Exercise brief: Copy each line of the listing below where the word "ReplacePolicy" turns up.

Working data:
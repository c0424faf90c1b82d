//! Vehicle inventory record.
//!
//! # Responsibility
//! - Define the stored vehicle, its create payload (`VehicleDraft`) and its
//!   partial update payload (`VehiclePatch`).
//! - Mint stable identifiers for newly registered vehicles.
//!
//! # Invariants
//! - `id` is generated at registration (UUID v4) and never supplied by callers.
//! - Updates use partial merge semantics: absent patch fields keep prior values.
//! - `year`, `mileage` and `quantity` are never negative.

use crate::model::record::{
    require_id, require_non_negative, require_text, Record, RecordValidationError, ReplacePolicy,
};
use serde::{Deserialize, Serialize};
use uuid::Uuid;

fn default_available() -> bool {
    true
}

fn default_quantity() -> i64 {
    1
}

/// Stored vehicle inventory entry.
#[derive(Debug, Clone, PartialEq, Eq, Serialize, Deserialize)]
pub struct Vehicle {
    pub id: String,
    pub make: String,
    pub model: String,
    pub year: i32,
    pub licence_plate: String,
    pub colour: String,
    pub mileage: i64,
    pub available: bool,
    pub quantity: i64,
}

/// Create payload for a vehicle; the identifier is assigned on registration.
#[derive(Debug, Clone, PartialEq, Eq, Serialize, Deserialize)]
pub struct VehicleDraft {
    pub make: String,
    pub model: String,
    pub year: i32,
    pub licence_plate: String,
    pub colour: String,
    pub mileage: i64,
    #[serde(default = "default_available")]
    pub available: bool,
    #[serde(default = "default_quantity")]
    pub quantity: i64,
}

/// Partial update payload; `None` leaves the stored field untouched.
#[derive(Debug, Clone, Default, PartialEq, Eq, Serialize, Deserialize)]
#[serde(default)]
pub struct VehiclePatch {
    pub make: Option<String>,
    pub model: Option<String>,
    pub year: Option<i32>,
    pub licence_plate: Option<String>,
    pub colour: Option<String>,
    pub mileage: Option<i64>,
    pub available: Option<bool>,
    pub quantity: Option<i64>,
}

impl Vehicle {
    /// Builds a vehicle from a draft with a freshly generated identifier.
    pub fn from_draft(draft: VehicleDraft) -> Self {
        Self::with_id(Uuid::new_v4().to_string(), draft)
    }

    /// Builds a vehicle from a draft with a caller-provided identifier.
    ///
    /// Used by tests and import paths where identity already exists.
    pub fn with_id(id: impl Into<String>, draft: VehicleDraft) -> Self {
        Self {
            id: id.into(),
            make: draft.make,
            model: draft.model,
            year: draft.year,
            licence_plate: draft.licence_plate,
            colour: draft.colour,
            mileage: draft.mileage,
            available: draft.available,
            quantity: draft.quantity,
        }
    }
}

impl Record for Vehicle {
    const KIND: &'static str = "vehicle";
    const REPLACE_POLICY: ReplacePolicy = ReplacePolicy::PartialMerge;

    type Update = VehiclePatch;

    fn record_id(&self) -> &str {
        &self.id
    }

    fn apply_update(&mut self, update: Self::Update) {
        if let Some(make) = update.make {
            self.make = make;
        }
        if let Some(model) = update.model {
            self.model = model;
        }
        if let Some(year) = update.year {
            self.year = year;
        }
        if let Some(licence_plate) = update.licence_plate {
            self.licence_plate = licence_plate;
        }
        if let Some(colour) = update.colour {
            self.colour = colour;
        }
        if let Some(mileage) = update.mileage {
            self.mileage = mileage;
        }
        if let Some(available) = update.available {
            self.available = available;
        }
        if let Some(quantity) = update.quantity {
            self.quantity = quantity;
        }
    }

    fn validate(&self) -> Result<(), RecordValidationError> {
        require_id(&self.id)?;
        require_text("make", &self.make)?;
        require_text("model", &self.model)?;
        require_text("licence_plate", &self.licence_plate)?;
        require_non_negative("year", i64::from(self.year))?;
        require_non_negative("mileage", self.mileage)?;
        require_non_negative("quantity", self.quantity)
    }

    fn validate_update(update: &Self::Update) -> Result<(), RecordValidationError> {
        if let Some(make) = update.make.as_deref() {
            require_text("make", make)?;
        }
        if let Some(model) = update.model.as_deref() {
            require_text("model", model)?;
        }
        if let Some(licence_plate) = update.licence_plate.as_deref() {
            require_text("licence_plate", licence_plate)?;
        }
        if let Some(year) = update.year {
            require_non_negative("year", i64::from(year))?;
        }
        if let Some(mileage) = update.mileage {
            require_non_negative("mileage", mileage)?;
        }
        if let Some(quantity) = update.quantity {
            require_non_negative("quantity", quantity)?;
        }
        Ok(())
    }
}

---

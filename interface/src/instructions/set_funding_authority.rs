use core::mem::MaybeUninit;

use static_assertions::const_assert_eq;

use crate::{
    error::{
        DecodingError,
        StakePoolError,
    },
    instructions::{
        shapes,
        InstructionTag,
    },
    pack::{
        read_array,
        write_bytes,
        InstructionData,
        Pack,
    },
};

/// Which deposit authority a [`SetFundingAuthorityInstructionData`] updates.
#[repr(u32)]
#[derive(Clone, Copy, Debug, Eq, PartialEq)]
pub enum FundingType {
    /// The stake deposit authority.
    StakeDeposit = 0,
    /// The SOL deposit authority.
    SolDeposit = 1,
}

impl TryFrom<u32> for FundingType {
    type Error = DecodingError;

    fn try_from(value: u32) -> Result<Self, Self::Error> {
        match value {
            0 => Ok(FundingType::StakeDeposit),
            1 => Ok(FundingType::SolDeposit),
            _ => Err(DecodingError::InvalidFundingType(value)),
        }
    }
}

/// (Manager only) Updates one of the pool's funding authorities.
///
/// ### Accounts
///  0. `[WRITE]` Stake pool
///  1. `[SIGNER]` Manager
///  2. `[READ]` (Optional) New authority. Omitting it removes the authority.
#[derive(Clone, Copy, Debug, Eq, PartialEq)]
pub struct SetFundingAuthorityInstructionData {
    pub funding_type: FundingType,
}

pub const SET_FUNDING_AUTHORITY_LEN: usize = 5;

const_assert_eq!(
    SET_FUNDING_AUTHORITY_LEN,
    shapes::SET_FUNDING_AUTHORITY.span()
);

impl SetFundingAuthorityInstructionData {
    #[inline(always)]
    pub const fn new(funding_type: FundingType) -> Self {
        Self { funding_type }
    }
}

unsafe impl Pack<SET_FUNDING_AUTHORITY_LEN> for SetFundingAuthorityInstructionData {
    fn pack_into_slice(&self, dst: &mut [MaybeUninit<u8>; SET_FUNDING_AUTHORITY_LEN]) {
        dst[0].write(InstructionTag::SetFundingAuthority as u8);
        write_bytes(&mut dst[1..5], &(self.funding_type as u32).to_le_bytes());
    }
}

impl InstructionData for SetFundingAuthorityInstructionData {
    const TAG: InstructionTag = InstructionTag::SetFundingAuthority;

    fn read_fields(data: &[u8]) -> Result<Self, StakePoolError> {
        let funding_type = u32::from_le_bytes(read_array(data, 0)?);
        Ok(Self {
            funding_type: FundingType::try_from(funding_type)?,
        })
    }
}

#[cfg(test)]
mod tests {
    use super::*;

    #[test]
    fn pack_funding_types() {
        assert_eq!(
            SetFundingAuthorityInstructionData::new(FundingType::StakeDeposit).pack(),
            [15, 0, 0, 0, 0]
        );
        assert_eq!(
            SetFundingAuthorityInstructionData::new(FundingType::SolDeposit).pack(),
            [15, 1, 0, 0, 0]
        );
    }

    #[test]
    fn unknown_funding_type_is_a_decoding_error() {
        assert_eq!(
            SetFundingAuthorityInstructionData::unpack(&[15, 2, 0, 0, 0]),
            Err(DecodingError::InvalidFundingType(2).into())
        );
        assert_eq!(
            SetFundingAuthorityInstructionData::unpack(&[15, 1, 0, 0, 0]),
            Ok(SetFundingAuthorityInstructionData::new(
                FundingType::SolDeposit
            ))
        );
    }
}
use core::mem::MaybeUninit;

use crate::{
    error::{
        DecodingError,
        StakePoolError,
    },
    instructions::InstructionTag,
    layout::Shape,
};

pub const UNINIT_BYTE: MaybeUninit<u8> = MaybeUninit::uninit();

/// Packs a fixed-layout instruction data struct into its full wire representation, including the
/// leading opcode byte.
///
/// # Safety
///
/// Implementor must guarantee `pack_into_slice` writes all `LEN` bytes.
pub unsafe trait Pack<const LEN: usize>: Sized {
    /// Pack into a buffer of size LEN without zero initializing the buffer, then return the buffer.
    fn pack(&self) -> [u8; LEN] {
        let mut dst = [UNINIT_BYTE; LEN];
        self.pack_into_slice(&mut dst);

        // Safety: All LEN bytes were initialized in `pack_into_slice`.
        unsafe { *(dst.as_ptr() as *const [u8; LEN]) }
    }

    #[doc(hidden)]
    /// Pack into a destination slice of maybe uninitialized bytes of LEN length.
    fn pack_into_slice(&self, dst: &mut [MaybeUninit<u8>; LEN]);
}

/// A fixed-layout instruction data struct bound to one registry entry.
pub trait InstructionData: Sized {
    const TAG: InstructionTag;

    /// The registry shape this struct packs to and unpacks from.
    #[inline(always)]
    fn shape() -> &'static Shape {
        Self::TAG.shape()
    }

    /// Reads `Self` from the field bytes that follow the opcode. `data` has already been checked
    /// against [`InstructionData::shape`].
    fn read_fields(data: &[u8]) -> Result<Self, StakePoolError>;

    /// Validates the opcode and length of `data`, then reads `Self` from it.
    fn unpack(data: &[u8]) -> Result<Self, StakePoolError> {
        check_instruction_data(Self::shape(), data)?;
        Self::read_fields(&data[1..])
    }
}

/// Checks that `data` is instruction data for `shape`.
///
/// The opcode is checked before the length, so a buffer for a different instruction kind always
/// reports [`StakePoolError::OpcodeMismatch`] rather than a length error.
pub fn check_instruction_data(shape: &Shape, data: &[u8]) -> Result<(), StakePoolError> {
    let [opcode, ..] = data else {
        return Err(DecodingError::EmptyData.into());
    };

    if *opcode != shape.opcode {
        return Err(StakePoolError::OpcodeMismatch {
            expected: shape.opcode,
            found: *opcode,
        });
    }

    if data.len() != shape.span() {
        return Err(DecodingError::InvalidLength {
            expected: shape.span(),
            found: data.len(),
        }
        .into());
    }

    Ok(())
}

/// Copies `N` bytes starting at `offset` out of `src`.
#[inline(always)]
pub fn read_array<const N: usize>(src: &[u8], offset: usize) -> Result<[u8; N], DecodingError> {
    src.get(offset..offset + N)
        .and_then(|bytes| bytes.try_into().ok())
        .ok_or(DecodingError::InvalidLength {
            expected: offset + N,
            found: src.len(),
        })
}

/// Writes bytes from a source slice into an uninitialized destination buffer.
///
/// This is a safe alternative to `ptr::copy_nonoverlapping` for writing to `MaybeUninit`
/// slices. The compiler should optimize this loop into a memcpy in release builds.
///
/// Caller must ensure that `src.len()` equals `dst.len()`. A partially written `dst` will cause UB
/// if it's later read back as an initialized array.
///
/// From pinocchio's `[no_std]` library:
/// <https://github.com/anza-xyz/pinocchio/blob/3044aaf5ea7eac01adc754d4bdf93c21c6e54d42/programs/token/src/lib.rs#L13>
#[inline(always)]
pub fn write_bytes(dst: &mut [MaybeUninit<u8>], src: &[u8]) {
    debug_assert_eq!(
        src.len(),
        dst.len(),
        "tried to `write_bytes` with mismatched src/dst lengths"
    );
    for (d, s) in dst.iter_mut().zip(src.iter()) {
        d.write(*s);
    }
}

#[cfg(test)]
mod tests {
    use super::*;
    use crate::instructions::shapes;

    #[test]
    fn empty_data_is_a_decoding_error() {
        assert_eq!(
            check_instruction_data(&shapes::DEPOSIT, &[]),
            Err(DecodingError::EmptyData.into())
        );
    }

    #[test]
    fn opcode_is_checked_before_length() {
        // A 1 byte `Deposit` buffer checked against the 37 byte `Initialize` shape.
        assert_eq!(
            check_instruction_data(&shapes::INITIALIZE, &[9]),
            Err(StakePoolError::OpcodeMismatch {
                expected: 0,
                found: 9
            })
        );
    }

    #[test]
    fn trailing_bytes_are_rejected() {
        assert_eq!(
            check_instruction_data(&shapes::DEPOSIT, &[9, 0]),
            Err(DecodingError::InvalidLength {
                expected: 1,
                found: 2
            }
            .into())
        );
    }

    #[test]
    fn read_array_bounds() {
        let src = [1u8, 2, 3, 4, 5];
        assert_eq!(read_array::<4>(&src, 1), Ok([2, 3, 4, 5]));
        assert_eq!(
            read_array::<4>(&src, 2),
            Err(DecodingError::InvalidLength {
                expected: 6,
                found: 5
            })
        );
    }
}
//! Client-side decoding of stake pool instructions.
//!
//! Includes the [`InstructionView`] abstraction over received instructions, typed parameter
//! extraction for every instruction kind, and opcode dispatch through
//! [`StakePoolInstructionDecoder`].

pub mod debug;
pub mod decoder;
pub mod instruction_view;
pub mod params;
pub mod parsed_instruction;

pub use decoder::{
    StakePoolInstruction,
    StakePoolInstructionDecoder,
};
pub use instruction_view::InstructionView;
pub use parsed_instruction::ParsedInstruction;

Response area:
    require_id, require_non_negative, require_text, Record, RecordValidationError, ReplacePolicy,
    const REPLACE_POLICY: ReplacePolicy = ReplacePolicy::PartialMerge;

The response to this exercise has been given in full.